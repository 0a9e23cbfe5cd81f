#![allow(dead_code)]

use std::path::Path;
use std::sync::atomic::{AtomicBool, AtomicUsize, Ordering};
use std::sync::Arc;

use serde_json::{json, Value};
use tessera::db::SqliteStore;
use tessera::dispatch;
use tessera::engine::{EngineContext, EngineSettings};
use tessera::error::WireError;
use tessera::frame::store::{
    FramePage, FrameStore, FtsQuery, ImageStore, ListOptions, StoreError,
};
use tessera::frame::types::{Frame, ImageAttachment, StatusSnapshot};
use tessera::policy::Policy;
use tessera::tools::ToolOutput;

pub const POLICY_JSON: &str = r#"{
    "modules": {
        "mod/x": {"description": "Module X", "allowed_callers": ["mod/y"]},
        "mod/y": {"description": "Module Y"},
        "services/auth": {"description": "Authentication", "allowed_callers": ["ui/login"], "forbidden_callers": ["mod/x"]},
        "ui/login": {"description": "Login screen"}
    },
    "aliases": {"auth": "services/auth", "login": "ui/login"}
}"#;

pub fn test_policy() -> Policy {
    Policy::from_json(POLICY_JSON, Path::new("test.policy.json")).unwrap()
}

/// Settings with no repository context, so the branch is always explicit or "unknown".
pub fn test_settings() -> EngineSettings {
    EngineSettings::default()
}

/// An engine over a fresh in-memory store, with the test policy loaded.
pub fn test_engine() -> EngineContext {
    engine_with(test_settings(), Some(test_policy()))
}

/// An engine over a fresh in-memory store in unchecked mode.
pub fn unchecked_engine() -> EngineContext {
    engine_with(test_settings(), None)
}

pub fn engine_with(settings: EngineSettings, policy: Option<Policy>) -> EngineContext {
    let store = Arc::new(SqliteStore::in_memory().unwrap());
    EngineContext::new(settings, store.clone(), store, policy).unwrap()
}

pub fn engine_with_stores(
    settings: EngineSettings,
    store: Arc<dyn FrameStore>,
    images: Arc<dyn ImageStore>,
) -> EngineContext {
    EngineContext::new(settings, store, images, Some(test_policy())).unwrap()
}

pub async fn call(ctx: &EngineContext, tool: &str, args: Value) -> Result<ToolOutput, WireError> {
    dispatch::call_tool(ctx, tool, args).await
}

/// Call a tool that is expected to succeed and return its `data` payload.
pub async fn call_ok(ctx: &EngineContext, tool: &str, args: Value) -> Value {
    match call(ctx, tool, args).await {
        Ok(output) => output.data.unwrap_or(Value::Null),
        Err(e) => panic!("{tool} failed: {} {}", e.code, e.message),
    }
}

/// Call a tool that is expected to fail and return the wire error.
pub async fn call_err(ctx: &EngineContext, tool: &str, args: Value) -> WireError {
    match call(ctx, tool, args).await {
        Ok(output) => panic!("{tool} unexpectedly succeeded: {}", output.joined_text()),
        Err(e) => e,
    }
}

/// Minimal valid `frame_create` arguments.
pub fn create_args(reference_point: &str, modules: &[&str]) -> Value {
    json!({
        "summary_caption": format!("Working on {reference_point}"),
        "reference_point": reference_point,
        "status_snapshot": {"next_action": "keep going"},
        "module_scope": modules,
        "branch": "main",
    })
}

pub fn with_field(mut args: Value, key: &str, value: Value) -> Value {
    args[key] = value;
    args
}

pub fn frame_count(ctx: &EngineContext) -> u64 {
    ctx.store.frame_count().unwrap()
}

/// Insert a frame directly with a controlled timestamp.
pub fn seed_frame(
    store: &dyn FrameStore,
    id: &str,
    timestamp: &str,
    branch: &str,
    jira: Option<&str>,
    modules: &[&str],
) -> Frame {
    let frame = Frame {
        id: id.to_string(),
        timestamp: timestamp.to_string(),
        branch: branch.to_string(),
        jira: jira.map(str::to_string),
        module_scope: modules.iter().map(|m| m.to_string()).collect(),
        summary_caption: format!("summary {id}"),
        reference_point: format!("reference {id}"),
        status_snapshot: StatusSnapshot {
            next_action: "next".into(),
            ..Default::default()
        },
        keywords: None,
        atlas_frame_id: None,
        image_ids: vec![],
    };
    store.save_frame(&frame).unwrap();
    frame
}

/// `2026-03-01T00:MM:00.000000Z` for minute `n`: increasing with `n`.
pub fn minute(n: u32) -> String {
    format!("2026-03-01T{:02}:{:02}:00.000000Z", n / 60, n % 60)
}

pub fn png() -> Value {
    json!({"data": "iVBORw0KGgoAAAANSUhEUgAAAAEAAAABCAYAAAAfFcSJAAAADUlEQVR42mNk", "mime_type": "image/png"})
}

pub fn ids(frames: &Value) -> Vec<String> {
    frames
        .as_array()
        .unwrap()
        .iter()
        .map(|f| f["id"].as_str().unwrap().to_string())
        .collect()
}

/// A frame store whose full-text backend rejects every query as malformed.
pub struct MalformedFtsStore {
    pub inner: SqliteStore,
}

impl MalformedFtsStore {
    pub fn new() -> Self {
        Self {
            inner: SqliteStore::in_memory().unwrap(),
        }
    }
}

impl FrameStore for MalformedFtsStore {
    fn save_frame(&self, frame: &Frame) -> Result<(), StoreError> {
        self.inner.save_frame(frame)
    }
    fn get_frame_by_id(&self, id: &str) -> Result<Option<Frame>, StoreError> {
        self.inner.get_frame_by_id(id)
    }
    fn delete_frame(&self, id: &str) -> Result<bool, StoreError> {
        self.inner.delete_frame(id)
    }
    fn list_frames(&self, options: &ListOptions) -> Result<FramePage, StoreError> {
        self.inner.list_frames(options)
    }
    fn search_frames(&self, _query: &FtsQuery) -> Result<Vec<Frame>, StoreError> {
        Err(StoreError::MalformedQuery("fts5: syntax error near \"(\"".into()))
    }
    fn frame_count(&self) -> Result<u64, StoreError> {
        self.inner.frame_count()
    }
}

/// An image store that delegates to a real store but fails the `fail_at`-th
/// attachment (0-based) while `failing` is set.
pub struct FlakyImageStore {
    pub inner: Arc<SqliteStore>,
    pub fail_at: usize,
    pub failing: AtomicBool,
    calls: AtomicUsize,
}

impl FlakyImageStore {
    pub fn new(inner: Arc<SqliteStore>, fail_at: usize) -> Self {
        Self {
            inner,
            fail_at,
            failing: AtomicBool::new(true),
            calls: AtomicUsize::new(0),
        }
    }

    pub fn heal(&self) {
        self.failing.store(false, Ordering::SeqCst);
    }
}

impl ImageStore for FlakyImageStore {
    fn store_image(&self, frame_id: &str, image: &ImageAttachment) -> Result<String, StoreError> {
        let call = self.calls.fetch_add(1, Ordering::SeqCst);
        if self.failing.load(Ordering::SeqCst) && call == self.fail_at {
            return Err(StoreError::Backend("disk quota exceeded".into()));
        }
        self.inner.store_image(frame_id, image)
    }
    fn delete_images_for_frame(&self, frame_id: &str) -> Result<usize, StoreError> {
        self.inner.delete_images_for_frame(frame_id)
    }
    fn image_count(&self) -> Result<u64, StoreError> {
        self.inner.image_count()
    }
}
▬▬▬
**WORK TASK:**
Each line from the start of the listing above through the line containing "pub fn test_settings()" should be copied exactly, please, with no other lines added.

**ANSWER TO THIS EXERCISE:**
repository 0a9e23cbfe5cd81f
#![allow(dead_code)]

use std::path::Path;
use std::sync::atomic::{AtomicBool, AtomicUsize, Ordering};
use std::sync::Arc;

use serde_json::{json, Value};
use tessera::db::SqliteStore;
use tessera::dispatch;
use tessera::engine::{EngineContext, EngineSettings};
use tessera::error::WireError;
use tessera::frame::store::{
    FramePage, FrameStore, FtsQuery, ImageStore, ListOptions, StoreError,
};
use tessera::frame::types::{Frame, ImageAttachment, StatusSnapshot};
use tessera::policy::Policy;
use tessera::tools::ToolOutput;

pub const POLICY_JSON: &str = r#"{
    "modules": {
        "mod/x": {"description": "Module X", "allowed_callers": ["mod/y"]},
        "mod/y": {"description": "Module Y"},
        "services/auth": {"description": "Authentication", "allowed_callers": ["ui/login"], "forbidden_callers": ["mod/x"]},
        "ui/login": {"description": "Login screen"}
    },
    "aliases": {"auth": "services/auth", "login": "ui/login"}
}"#;

pub fn test_policy() -> Policy {
    Policy::from_json(POLICY_JSON, Path::new("test.policy.json")).unwrap()
}

/// Settings with no repository context, so the branch is always explicit or "unknown".
pub fn test_settings() -> EngineSettings {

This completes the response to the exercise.